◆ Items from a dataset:
Start of Block
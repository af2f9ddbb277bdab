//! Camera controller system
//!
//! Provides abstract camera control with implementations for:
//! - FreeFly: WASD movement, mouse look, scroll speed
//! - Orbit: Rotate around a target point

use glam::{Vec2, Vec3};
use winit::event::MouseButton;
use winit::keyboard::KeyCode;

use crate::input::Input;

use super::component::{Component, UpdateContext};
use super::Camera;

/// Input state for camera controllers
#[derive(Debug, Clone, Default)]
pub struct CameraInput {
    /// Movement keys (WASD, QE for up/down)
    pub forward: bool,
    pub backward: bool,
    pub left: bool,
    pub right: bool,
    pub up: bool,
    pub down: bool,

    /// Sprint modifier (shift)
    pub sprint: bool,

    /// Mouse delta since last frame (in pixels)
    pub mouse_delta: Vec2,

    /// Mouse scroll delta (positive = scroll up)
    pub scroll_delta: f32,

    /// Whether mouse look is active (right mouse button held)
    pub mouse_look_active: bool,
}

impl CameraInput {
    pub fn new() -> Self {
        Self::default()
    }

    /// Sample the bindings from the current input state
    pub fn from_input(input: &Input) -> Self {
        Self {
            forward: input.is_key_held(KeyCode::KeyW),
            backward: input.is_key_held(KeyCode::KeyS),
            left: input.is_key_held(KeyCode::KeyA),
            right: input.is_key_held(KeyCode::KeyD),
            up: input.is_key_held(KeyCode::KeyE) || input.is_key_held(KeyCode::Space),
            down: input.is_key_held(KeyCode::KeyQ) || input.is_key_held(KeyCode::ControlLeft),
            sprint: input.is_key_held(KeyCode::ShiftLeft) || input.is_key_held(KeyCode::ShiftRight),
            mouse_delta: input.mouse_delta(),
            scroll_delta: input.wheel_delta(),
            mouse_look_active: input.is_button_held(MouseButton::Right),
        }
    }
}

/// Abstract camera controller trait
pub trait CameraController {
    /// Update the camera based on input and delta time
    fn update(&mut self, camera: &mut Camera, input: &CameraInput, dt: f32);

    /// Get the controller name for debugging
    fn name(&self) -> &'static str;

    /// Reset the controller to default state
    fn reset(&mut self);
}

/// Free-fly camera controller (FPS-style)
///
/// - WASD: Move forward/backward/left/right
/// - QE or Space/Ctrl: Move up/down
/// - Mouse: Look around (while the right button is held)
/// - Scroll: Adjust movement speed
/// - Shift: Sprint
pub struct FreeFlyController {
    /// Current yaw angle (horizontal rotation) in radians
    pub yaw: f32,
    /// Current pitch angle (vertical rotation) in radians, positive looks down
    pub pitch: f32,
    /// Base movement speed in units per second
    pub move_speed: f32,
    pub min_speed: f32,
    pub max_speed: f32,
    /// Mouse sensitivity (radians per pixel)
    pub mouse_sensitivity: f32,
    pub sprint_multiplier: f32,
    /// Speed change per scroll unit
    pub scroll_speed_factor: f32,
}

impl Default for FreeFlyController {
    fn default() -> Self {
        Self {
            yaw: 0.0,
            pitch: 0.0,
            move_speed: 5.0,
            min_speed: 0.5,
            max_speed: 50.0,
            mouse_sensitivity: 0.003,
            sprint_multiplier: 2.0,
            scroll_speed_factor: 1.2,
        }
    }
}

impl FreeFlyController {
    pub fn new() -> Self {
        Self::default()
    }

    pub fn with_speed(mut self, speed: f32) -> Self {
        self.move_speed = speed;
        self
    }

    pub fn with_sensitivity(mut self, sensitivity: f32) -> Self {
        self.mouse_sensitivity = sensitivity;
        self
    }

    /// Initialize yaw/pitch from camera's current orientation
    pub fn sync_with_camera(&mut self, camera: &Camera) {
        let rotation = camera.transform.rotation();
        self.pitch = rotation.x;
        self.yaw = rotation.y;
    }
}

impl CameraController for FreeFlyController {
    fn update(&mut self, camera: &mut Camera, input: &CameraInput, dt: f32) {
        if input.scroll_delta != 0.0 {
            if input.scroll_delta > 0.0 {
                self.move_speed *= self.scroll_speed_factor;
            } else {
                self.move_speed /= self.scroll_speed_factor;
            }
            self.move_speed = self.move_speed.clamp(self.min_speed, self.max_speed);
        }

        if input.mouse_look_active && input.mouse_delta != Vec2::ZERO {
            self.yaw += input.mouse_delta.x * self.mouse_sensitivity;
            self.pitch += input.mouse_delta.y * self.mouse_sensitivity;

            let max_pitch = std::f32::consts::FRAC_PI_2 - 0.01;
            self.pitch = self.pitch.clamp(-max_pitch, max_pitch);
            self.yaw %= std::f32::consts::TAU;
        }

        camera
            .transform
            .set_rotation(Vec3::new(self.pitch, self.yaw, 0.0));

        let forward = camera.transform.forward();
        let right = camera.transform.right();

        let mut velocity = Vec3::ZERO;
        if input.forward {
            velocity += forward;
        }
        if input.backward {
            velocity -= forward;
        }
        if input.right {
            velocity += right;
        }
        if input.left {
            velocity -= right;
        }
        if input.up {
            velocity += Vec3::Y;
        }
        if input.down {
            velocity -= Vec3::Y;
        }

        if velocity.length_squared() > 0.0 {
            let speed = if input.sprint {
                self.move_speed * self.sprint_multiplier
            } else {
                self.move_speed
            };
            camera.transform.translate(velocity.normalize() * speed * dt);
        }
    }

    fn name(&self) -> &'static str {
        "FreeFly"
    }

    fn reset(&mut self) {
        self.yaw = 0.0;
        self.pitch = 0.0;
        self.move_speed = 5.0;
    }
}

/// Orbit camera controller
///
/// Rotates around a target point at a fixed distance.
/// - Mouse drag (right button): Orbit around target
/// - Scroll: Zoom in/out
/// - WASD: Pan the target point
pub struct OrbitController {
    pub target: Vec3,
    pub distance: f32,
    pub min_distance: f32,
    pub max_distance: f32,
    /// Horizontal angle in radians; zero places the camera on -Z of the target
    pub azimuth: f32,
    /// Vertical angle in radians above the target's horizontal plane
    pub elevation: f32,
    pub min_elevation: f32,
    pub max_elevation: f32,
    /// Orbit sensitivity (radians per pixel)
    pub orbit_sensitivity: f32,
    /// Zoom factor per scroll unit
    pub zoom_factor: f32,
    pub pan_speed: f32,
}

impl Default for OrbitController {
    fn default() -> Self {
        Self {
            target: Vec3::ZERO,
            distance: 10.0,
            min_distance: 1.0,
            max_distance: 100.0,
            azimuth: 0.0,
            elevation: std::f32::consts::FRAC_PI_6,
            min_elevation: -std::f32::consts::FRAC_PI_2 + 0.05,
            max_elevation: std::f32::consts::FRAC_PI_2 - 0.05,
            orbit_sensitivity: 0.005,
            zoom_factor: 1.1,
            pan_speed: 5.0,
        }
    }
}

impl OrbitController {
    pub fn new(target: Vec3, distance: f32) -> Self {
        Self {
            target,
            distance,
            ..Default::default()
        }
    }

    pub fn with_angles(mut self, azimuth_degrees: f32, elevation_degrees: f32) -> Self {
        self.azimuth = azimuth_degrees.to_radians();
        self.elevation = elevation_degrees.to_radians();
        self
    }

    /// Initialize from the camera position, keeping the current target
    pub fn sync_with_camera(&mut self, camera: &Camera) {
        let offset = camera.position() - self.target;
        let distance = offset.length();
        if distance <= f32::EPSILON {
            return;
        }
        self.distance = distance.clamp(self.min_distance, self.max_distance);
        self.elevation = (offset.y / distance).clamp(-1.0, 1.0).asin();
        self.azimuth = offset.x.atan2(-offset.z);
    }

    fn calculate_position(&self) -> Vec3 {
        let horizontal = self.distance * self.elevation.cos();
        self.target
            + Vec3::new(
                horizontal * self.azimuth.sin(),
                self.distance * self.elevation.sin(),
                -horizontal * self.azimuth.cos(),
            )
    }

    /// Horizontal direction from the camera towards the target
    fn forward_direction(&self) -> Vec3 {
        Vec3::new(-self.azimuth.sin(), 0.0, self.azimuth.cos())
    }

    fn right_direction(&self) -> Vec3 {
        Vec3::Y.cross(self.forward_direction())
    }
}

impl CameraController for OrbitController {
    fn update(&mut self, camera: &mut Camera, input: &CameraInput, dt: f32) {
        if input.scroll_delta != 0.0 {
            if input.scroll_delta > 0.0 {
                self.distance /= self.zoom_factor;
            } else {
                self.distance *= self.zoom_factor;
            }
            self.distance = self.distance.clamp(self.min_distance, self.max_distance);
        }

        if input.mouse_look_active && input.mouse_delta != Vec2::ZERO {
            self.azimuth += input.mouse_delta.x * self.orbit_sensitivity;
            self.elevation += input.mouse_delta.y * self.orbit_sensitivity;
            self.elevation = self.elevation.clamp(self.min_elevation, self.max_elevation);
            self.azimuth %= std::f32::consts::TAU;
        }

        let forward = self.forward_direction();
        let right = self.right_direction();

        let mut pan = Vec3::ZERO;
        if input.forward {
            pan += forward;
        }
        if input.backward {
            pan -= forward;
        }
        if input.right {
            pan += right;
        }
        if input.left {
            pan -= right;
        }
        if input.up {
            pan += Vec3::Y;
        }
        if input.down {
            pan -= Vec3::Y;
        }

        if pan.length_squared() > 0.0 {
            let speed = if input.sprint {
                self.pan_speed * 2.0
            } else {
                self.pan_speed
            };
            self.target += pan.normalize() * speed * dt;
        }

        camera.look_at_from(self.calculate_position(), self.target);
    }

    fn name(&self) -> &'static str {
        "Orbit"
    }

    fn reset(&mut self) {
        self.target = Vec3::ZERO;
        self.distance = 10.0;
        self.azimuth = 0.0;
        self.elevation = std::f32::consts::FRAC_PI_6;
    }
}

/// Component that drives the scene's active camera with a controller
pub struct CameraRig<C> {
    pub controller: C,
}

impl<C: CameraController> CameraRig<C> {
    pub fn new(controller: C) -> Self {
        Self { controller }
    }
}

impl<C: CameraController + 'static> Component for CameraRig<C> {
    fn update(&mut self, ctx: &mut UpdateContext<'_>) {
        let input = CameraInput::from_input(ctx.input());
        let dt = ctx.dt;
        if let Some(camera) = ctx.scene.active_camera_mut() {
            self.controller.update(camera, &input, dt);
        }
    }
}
End of Block
◆ WHAT IS BEING ASKED:
Take the records above and return, word for word, only the lines that fall from the line with "self.mouse_sensitivity = sensitivity;" to the line with "self.move_speed *= self.scroll_speed_factor;", both of them included.

◆ RESULT:
        self.mouse_sensitivity = sensitivity;
        self
    }

    /// Initialize yaw/pitch from camera's current orientation
    pub fn sync_with_camera(&mut self, camera: &Camera) {
        let rotation = camera.transform.rotation();
        self.pitch = rotation.x;
        self.yaw = rotation.y;
    }
}

impl CameraController for FreeFlyController {
    fn update(&mut self, camera: &mut Camera, input: &CameraInput, dt: f32) {
        if input.scroll_delta != 0.0 {
            if input.scroll_delta > 0.0 {
                self.move_speed *= self.scroll_speed_factor;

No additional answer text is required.